实验测得六个标准浓度的样品及未知浓度样品的激光诱导荧光光谱如图2所示:
图2. 不同浓度维生素B2荧光光谱
结果显示维生素B2的荧光光谱特征峰位于530nm处,记录530nm处每个样品的特征峰强度表如下:
浓度(mg/L) | 0.05 | 0.1 | 0.2 | 0.3 | 0.4 | 0.5 | 未知浓度 |
特征峰强 | 997.7 | 4342.8 | 11913.3 | 19144.3 | 29141.7 | 35487.6 | 1850.4 |
绘制出在530nm处的荧光强度与浓度的关系图并对其进行线性拟合,得到图2:
图3. 维生素B2发光强度与浓度线性拟合曲线
由图3得知在1-10mg/L浓度范围内,维生素B2荧光强度与其浓度成线性关系,且相关度较高,线性拟合吸收系数为0.9969,线性拟合方程为:y = 78324x - 3395.9。

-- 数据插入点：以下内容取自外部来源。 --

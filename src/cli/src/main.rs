//! hubsync CLI - inspect the central aggregator's view of leaf hubs.
//!
//! Provides bundle status, health, and configuration commands.

mod client;
mod commands;
mod output;

use anyhow::Result;
use clap::{Parser, Subcommand};

use commands::{bundles, config, health};
use output::OutputFormat;

/// hubsync - status bundle synchronization CLI
#[derive(Parser)]
#[command(
    name = "hubsync",
    version,
    about = "Inspect status bundles conflated by a hubsync central server",
    propagate_version = true
)]
pub struct Cli {
    /// Output format
    #[arg(short, long, global = true, default_value = "table")]
    output: OutputFormat,

    /// Central server URL
    #[arg(long, global = true, env = "HUBSYNC_API_URL")]
    api_url: Option<String>,

    /// Disable colored output
    #[arg(long, global = true)]
    no_color: bool,

    #[command(subcommand)]
    command: Commands,
}

#[derive(Subcommand)]
enum Commands {
    /// List conflation state of all tracked bundles
    Status(bundles::StatusArgs),

    /// Show one bundle and its applied content
    Show(bundles::ShowArgs),

    /// Check central server health
    Health(health::HealthArgs),

    /// Configuration management
    #[command(subcommand)]
    Config(config::ConfigCommands),
}

#[tokio::main]
async fn main() -> Result<()> {
    let cli = Cli::parse();

    if cli.no_color {
        colored::control::set_override(false);
    }

    let format = cli.output;
    let result = run(cli, format).await;

    if let Err(e) = result {
        output::print_error(&format!("{:#}", e));
        std::process::exit(1);
    }

    Ok(())
}

async fn run(cli: Cli, format: OutputFormat) -> Result<()> {
    let file_config = config::load_config()?;
    let api_url = cli.api_url.unwrap_or_else(|| file_config.api_url.clone());

    match cli.command {
        Commands::Config(cmd) => config::execute(cmd, format).await,
        Commands::Status(mut args) => {
            args.leaf_hub = args.leaf_hub.or(file_config.leaf_hub);
            bundles::status(args, &client::ApiClient::new(&api_url)?, format).await
        }
        Commands::Show(args) => bundles::show(args, &client::ApiClient::new(&api_url)?, format).await,
        Commands::Health(args) => {
            health::execute(args, &client::ApiClient::new(&api_url)?, format).await
        }
    }
}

将未知浓度样品在530nm特征峰的强度信息代入方程中可得到其浓度为:0.067mg/L。
通过实验测得了维生素B2在405nm波长的激光器激发下的荧光光谱,通过配制不同浓度梯度的标准溶液得到了维生素B2在一定浓度范围内的发光强度与浓度的关系曲线,通过发光强度与浓度的线性拟合方程计算得出未知样品的维生素B2浓度为0.067mg/L。